Comment 13 Marek Olšák 2011-04-20 08:43:01 UTC
*** Bug 36403 has been marked as a duplicate of this bug. ***
Comment 14 Marek Olšák 2011-04-20 08:43:10 UTC
*** Bug 36318 has been marked as a duplicate of this bug. ***
Comment 15 Marek Olšák 2011-04-20 08:59:14 UTC
I ran into this problem when upgrading my distribution and fixed it easily.

Make sure glxgears picks up the correct libGL.so. You may have multiple such files in you system at various locations, like:

/usr/lib/libGL.so
/usr/lib/mesa/libGL.so
/usr/local/...
etc.

I had libGL from git in /usr/lib, but my system always picks up the one in /usr/lib/mesa, which contained the libGL provided by my distribution. I made a symlink from /usr/lib/mesa/libGL* to my libGL from git and that fixed it.

Do: ldd /usr/bin/glxgears

and see which libGL.so file is used. If it's not the one you compiled and installed, overwrite it by the correct one.

Closing as NOT A BUG.
Comment 16 almos 2011-04-20 11:21:55 UTC
(In reply to comment #15)
> 
> Make sure glxgears picks up the correct libGL.so. You may have multiple such
> files in you system at various locations, like:
> ...
> I had libGL from git in /usr/lib, but my system always picks up the one in
> /usr/lib/mesa, which contained the libGL provided by my distribution. I made a
> symlink from /usr/lib/mesa/libGL* to my libGL from git and that fixed it.
> ...
> and see which libGL.so file is used. If it's not the one you compiled and
> installed, overwrite it by the correct one.

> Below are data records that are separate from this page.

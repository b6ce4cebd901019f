use chrono::{DateTime, Utc};
use thiserror::Error;

/// Business errors for auth workflows
#[derive(Debug, Error)]
pub enum AuthError {
    #[error("validation failed: {0}")]
    Validation(String),
    #[error("user already exists")]
    Conflict,
    #[error("user not found")]
    NotFound,
    #[error("invalid credentials")]
    Unauthorized,
    #[error("account locked: {reason}")]
    Locked { reason: String, until: Option<DateTime<Utc>> },
    #[error("hashing error: {0}")]
    HashError(String),
    #[error("token error: {0}")]
    TokenError(String),
    #[error("repository error: {0}")]
    Repository(String),
}

impl AuthError {
    /// Stable numeric code for external mapping/logging
    pub fn code(&self) -> u16 {
        match self {
            AuthError::Validation(_) => 1001,
            AuthError::Conflict => 1002,
            AuthError::NotFound => 1003,
            AuthError::Unauthorized => 1004,
            AuthError::Locked { .. } => 1005,
            AuthError::HashError(_) => 1101,
            AuthError::TokenError(_) => 1102,
            AuthError::Repository(_) => 1200,
        }
    }

    pub fn blocked() -> Self {
        AuthError::Locked { reason: "blocked".into(), until: None }
    }

    pub fn locked_out(until: DateTime<Utc>) -> Self {
        AuthError::Locked { reason: "locked_out".into(), until: Some(until) }
    }
}
use chrono::Utc;
use models::content_section::{self, ContentKind};
use sea_orm::{ActiveModelTrait, ColumnTrait, DatabaseConnection, EntityTrait, QueryFilter, QueryOrder, Set};
use serde::Deserialize;
use uuid::Uuid;

use crate::access::{Actor, Permission};
use crate::errors::ServiceError;

#[derive(Clone, Debug, Deserialize)]
pub struct ContentInput {
    pub title: String,
    pub body: String,
    #[serde(default)]
    pub position: i32,
}

/// Public sections of one page, in display order.
pub async fn list_by_kind(db: &DatabaseConnection, kind: ContentKind) -> Result<Vec<content_section::Model>, ServiceError> {
    Ok(content_section::Entity::find()
        .filter(content_section::Column::Kind.eq(kind))
        .order_by_asc(content_section::Column::Position)
        .order_by_asc(content_section::Column::CreatedAt)
        .all(db)
        .await?)
}

pub async fn get(db: &DatabaseConnection, id: Uuid) -> Result<content_section::Model, ServiceError> {
    content_section::Entity::find_by_id(id).one(db).await?.ok_or_else(|| ServiceError::not_found("content"))
}

pub async fn create(db: &DatabaseConnection, actor: &Actor, kind: ContentKind, input: ContentInput) -> Result<content_section::Model, ServiceError> {
    actor.require(Permission::ManageContent)?;
    Ok(content_section::create(db, kind, &input.title, &input.body, input.position, actor.user_id).await?)
}

pub async fn update(db: &DatabaseConnection, actor: &Actor, id: Uuid, input: ContentInput) -> Result<content_section::Model, ServiceError> {
    actor.require(Permission::ManageContent)?;
    content_section::validate(&input.title, &input.body, input.position)?;
    let mut am: content_section::ActiveModel = get(db, id).await?.into();
    am.title = Set(input.title.trim().to_string());
    am.body = Set(input.body);
    am.position = Set(input.position);
    am.last_updated_by = Set(Some(actor.user_id));
    am.updated_at = Set(Utc::now().into());
    Ok(am.update(db).await?)
}

pub async fn delete(db: &DatabaseConnection, actor: &Actor, id: Uuid) -> Result<(), ServiceError> {
    actor.require(Permission::ManageContent)?;
    let found = get(db, id).await?;
    content_section::Entity::delete_by_id(found.id).exec(db).await?;
    Ok(())
}

#[cfg(test)]
mod tests {
    use super::*;
    use crate::test_support::{fixtures, mock_db};
    use models::user::Role;

    #[tokio::test]
    async fn sections_come_back_in_order() {
        let rows = vec![fixtures::content(ContentKind::Norm, 0), fixtures::content(ContentKind::Norm, 1)];
        let db = mock_db().append_query_results([rows.clone()]).into_connection();
        let listed = list_by_kind(&db, ContentKind::Norm).await.unwrap();
        assert_eq!(listed, rows);
    }

    #[tokio::test]
    async fn moderators_cannot_edit_content() {
        let db = mock_db().into_connection();
        let moderator = Actor::new(Uuid::new_v4(), Role::Moderador);
        let input = ContentInput { title: "Sobre".into(), body: "Texto".into(), position: 0 };
        assert!(create(&db, &moderator, ContentKind::About, input).await.unwrap_err().is_hidden());
    }
}
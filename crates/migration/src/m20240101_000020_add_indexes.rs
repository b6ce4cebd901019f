use sea_orm_migration::prelude::*;

/// At most one gamification row may be active at a time.
pub(crate) const SINGLE_ACTIVE_GAMIFICATION: &str =
    "CREATE UNIQUE INDEX IF NOT EXISTS uniq_gamification_single_active ON gamification (is_active) WHERE is_active";

#[derive(DeriveMigrationName)]
pub struct Migration;

#[async_trait::async_trait]
impl MigrationTrait for Migration {
    async fn up(&self, manager: &SchemaManager) -> Result<(), DbErr> {
        // Service: provider and category lookups
        manager
            .create_index(
                Index::create()
                    .name("idx_service_provider")
                    .table(Service::Table)
                    .col(Service::ProviderId)
                    .to_owned(),
            )
            .await?;
        manager
            .create_index(
                Index::create()
                    .name("idx_service_category")
                    .table(Service::Table)
                    .col(Service::CategoryId)
                    .to_owned(),
            )
            .await?;

        // Requisitions: by service and by requisitioner
        manager
            .create_index(
                Index::create()
                    .name("idx_requisition_service")
                    .table(ServiceRequisition::Table)
                    .col(ServiceRequisition::ServiceId)
                    .to_owned(),
            )
            .await?;
        manager
            .create_index(
                Index::create()
                    .name("idx_requisition_requisitioner")
                    .table(ServiceRequisition::Table)
                    .col(ServiceRequisition::RequisitionerId)
                    .to_owned(),
            )
            .await?;

        manager
            .create_index(
                Index::create()
                    .name("idx_comment_service")
                    .table(CommentEvaluation::Table)
                    .col(CommentEvaluation::ServiceId)
                    .to_owned(),
            )
            .await?;

        manager
            .create_index(
                Index::create()
                    .name("idx_notification_user")
                    .table(Notification::Table)
                    .col(Notification::UserId)
                    .to_owned(),
            )
            .await?;

        // Enrollment: one seat per user per formation
        manager
            .create_index(
                Index::create()
                    .name("uniq_enrollment_formation_user")
                    .table(Enrollment::Table)
                    .col(Enrollment::FormationId)
                    .col(Enrollment::UserId)
                    .unique()
                    .to_owned(),
            )
            .await?;

        manager
            .create_index(
                Index::create()
                    .name("idx_content_section_kind")
                    .table(ContentSection::Table)
                    .col(ContentSection::Kind)
                    .col(ContentSection::Position)
                    .to_owned(),
            )
            .await?;

        // Partial index; the builder has no WHERE clause for indexes
        manager.get_connection().execute_unprepared(SINGLE_ACTIVE_GAMIFICATION).await?;
        Ok(())
    }

    async fn down(&self, manager: &SchemaManager) -> Result<(), DbErr> {
        manager
            .drop_index(Index::drop().name("idx_service_provider").table(Service::Table).to_owned())
            .await?;
        manager
            .drop_index(Index::drop().name("idx_service_category").table(Service::Table).to_owned())
            .await?;
        manager
            .drop_index(Index::drop().name("idx_requisition_service").table(ServiceRequisition::Table).to_owned())
            .await?;
        manager
            .drop_index(Index::drop().name("idx_requisition_requisitioner").table(ServiceRequisition::Table).to_owned())
            .await?;
        manager
            .drop_index(Index::drop().name("idx_comment_service").table(CommentEvaluation::Table).to_owned())
            .await?;
        manager
            .drop_index(Index::drop().name("idx_notification_user").table(Notification::Table).to_owned())
            .await?;
        manager
            .drop_index(Index::drop().name("uniq_enrollment_formation_user").table(Enrollment::Table).to_owned())
            .await?;
        manager
            .drop_index(Index::drop().name("idx_content_section_kind").table(ContentSection::Table).to_owned())
            .await?;
        manager
            .drop_index(Index::drop().name("uniq_gamification_single_active").table(Gamification::Table).to_owned())
            .await
    }
}

#[derive(DeriveIden)]
enum Gamification { Table }

#[derive(DeriveIden)]
enum Service { Table, ProviderId, CategoryId }

#[derive(DeriveIden)]
enum ServiceRequisition { Table, ServiceId, RequisitionerId }

#[derive(DeriveIden)]
enum CommentEvaluation { Table, ServiceId }

#[derive(DeriveIden)]
enum Notification { Table, UserId }

#[derive(DeriveIden)]
enum Enrollment { Table, FormationId, UserId }

#[derive(DeriveIden)]
enum ContentSection { Table, Kind, Position }
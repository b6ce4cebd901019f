use axum::{extract::{Path, Query, State}, http::StatusCode, Json};
use axum_extra::extract::WithRejection;
use common::pagination::PaginatedList;
use models::{comment_evaluation, service as listing, service_requisition};
use serde::{Deserialize, Serialize};
use service::services::comment_service::{self, RatingSummary};
use service::services::listing_service::{self, ListingFilter, ServiceInput};
use uuid::Uuid;

use crate::errors::JsonApiError;
use crate::routes::{ApiJson, ApiPath, ApiQuery};
use crate::routes::auth::{CurrentUser, ServerState};
use crate::routes::PageQuery;

#[derive(Debug, Deserialize, utoipa::IntoParams)]
#[into_params(parameter_in = Query)]
pub struct ListingQuery {
    pub category_id: Option<Uuid>,
    pub provider_id: Option<Uuid>,
    pub page: Option<u32>,
    pub per_page: Option<u32>,
}

#[derive(Serialize)]
pub struct CommentsPage {
    pub summary: RatingSummary,
    #[serde(flatten)]
    pub page: PaginatedList<comment_evaluation::Model>,
}

#[utoipa::path(get, path = "/services", tag = "services", params(ListingQuery), responses((status = 200, description = "Requestable services")))]
pub async fn list(State(state): State<ServerState>, WithRejection(Query(q), _): ApiQuery<ListingQuery>) -> Result<Json<PaginatedList<listing::Model>>, JsonApiError> {
    let filter = ListingFilter { category_id: q.category_id, provider_id: q.provider_id };
    let page = PageQuery { page: q.page, per_page: q.per_page }.pagination();
    Ok(Json(listing_service::list_public(&state.db, filter, page).await?))
}

#[utoipa::path(get, path = "/services/mine", tag = "services", params(PageQuery), responses((status = 200, description = "Caller's services")))]
pub async fn mine(State(state): State<ServerState>, CurrentUser(actor): CurrentUser, WithRejection(Query(q), _): ApiQuery<PageQuery>) -> Result<Json<PaginatedList<listing::Model>>, JsonApiError> {
    Ok(Json(listing_service::list_mine(&state.db, &actor, q.pagination()).await?))
}

#[utoipa::path(get, path = "/services/{id}", tag = "services", params(("id" = Uuid, Path, description = "Service ID")), responses((status = 200, description = "OK"), (status = 404, description = "Not Found")))]
pub async fn get(State(state): State<ServerState>, actor: Option<CurrentUser>, WithRejection(Path(id), _): ApiPath<Uuid>) -> Result<Json<listing::Model>, JsonApiError> {
    let actor = actor.map(|CurrentUser(a)| a);
    Ok(Json(listing_service::get(&state.db, actor.as_ref(), id).await?))
}

#[utoipa::path(post, path = "/services", tag = "services", request_body = crate::openapi::ServiceRequest, responses((status = 200, description = "Created"), (status = 400, description = "Validation Error"), (status = 404, description = "Not Found")))]
pub async fn create(State(state): State<ServerState>, CurrentUser(actor): CurrentUser, WithRejection(Json(input), _): ApiJson<ServiceInput>) -> Result<Json<listing::Model>, JsonApiError> {
    Ok(Json(listing_service::create(&state.db, &actor, input).await?))
}

#[utoipa::path(put, path = "/services/{id}", tag = "services", params(("id" = Uuid, Path, description = "Service ID")), request_body = crate::openapi::ServiceRequest, responses((status = 200, description = "Updated"), (status = 400, description = "Validation Error"), (status = 404, description = "Not Found")))]
pub async fn update(State(state): State<ServerState>, CurrentUser(actor): CurrentUser, WithRejection(Path(id), _): ApiPath<Uuid>, WithRejection(Json(input), _): ApiJson<ServiceInput>) -> Result<Json<listing::Model>, JsonApiError> {
    Ok(Json(listing_service::update(&state.db, &actor, id, input).await?))
}

#[utoipa::path(delete, path = "/services/{id}", tag = "services", params(("id" = Uuid, Path, description = "Service ID")), responses((status = 204, description = "Deleted"), (status = 404, description = "Not Found"), (status = 409, description = "Open requisitions")))]
pub async fn delete(State(state): State<ServerState>, CurrentUser(actor): CurrentUser, WithRejection(Path(id), _): ApiPath<Uuid>) -> Result<StatusCode, JsonApiError> {
    listing_service::delete(&state.db, &actor, id).await?;
    Ok(StatusCode::NO_CONTENT)
}

#[utoipa::path(post, path = "/services/{id}/activate", tag = "services", params(("id" = Uuid, Path, description = "Service ID")), responses((status = 200, description = "Activated"), (status = 404, description = "Not Found")))]
pub async fn activate(State(state): State<ServerState>, CurrentUser(actor): CurrentUser, WithRejection(Path(id), _): ApiPath<Uuid>) -> Result<Json<listing::Model>, JsonApiError> {
    Ok(Json(listing_service::set_active(&state.db, &actor, id, true).await?))
}

#[utoipa::path(post, path = "/services/{id}/deactivate", tag = "services", params(("id" = Uuid, Path, description = "Service ID")), responses((status = 200, description = "Deactivated"), (status = 404, description = "Not Found")))]
pub async fn deactivate(State(state): State<ServerState>, CurrentUser(actor): CurrentUser, WithRejection(Path(id), _): ApiPath<Uuid>) -> Result<Json<listing::Model>, JsonApiError> {
    Ok(Json(listing_service::set_active(&state.db, &actor, id, false).await?))
}

#[utoipa::path(post, path = "/services/{id}/block", tag = "services", params(("id" = Uuid, Path, description = "Service ID")), responses((status = 200, description = "Blocked"), (status = 404, description = "Not Found")))]
pub async fn block(State(state): State<ServerState>, CurrentUser(actor): CurrentUser, WithRejection(Path(id), _): ApiPath<Uuid>) -> Result<Json<listing::Model>, JsonApiError> {
    Ok(Json(listing_service::set_blocked(&state.db, &actor, id, true).await?))
}

#[utoipa::path(post, path = "/services/{id}/unblock", tag = "services", params(("id" = Uuid, Path, description = "Service ID")), responses((status = 200, description = "Unblocked"), (status = 404, description = "Not Found")))]
pub async fn unblock(State(state): State<ServerState>, CurrentUser(actor): CurrentUser, WithRejection(Path(id), _): ApiPath<Uuid>) -> Result<Json<listing::Model>, JsonApiError> {
    Ok(Json(listing_service::set_blocked(&state.db, &actor, id, false).await?))
}

#[utoipa::path(get, path = "/services/{id}/comments", tag = "services", params(("id" = Uuid, Path, description = "Service ID"), PageQuery), responses((status = 200, description = "Comments with rating summary")))]
pub async fn comments(State(state): State<ServerState>, WithRejection(Path(id), _): ApiPath<Uuid>, WithRejection(Query(q), _): ApiQuery<PageQuery>) -> Result<Json<CommentsPage>, JsonApiError> {
    let (summary, page) = comment_service::list_for_service(&state.db, id, q.pagination()).await?;
    Ok(Json(CommentsPage { summary, page }))
}

/// The concluded requisition the caller can still comment on, or 404.
#[utoipa::path(get, path = "/services/{id}/commentable", tag = "services", params(("id" = Uuid, Path, description = "Service ID")), responses((status = 200, description = "Requisition open for comment"), (status = 404, description = "Not Found")))]
pub async fn commentable(State(state): State<ServerState>, CurrentUser(actor): CurrentUser, WithRejection(Path(id), _): ApiPath<Uuid>) -> Result<Json<service_requisition::Model>, JsonApiError> {
    comment_service::commentable_requisition(&state.db, &actor, id)
        .await?
        .map(Json)
        .ok_or_else(JsonApiError::not_found)
}
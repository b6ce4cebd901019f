//! Create `users` table.
//!
//! Holds profile, role claim, gamification total and lockout state;
//! includes soft-delete timestamp.
use sea_orm_migration::{prelude::*, schema::*};

#[derive(DeriveMigrationName)]
pub struct Migration;

#[async_trait::async_trait]
impl MigrationTrait for Migration {
    async fn up(&self, manager: &SchemaManager) -> Result<(), DbErr> {
        manager
            .create_table(
                Table::create()
                    .table(Users::Table)
                    .if_not_exists()
                    .col(uuid(Users::Id).primary_key())
                    .col(string_len(Users::Email, 255).unique_key().not_null())
                    .col(string_len(Users::Name, 128).not_null())
                    .col(string_len(Users::Role, 32).not_null())
                    .col(integer(Users::TotalPoints).default(0))
                    .col(boolean(Users::IsBlocked).default(false))
                    .col(integer(Users::FailedLoginAttempts).default(0))
                    .col(timestamp_with_time_zone_null(Users::LockoutEnd))
                    .col(timestamp_with_time_zone(Users::CreatedAt).not_null())
                    .col(timestamp_with_time_zone(Users::UpdatedAt).not_null())
                    .col(timestamp_with_time_zone_null(Users::DeletedAt))
                    .to_owned(),
            )
            .await
    }

    async fn down(&self, manager: &SchemaManager) -> Result<(), DbErr> {
        manager.drop_table(Table::drop().table(Users::Table).to_owned()).await
    }
}

#[derive(DeriveIden)]
enum Users { Table, Id, Email, Name, Role, TotalPoints, IsBlocked, FailedLoginAttempts, LockoutEnd, CreatedAt, UpdatedAt, DeletedAt }
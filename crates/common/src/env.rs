//! Environment/runtime helpers
//!
//! Sanity checks to ensure expected files exist at startup.

use tracing::warn;

/// Warn when the e-mail logo is missing and make sure the data directory exists.
pub async fn ensure_env(logo_path: &str, data_dir: &str) -> anyhow::Result<()> {
    if tokio::fs::metadata(logo_path).await.is_err() {
        warn!(%logo_path, "email logo not found; outgoing emails will reference a missing image");
    }
    tokio::fs::create_dir_all(data_dir)
        .await
        .map_err(|e| anyhow::anyhow!("cannot create {data_dir}: {e}"))?;
    Ok(())
}
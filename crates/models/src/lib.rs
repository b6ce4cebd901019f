pub mod errors;
pub mod db;
pub mod user;
pub mod user_credentials;
pub mod service_category;
pub mod service;
pub mod service_requisition;
pub mod comment_evaluation;
pub mod gamification;
pub mod complaint;
pub mod formation;
pub mod enrollment;
pub mod notification;
pub mod content_section;

#[cfg(test)]
mod tests;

I don't get it. I have mesa 7.10.2 installed in /usr/lib, and git version in /home/almos/sources/mesa/. I do this:
$ export LIBGL_DRIVERS_PATH=/home/almos/sources/mesa/lib/gallium
and glxinfo reports:
OpenGL vendor string: X.Org R300 Project
OpenGL renderer string: Gallium 0.4 on ATI RV350
OpenGL version string: 2.1 Mesa 7.11-devel (git-d2afae3)
...

Checking some executables:
$ ldd `which glxgears`
	libGL.so.1 => /usr/lib/libGL.so.1 (0xb769f000)
        ...
$ ldd `which glxinfo`
	libGL.so.1 => /usr/lib/libGL.so.1 (0xb774c000)
        ...
$ ldd `which foobillard`
	libGL.so.1 => /usr/lib/libGL.so.1 (0xb76f6000)
        ...
$ ldd ./googleearth-bin
        libGL.so.1 => /usr/lib/libGL.so.1 (0xb574e000)
        ...

But only glxgears segfaults, and nothing else. Am I missing something?
Comment 17 Marc Dietrich 2011-04-20 12:22:42 UTC
I don't have these linker tricks at all here (opensuse), so I don't think this is the reason.
Comment 18 Alexandre Demers 2011-04-20 12:43:24 UTC
ldd points to the good lib destination here. I tested gltron and it doesn't crash, RendererFeatTest.bin64 also works fine, glxinfo is reporting the good compiled version. glxgears is the only application crashing right now when mesa is compiled with --enable-shared-api (when mesa is compiled without that parameter, glxgears doesn't crash). So I'm reopening this bug since it's not fixed.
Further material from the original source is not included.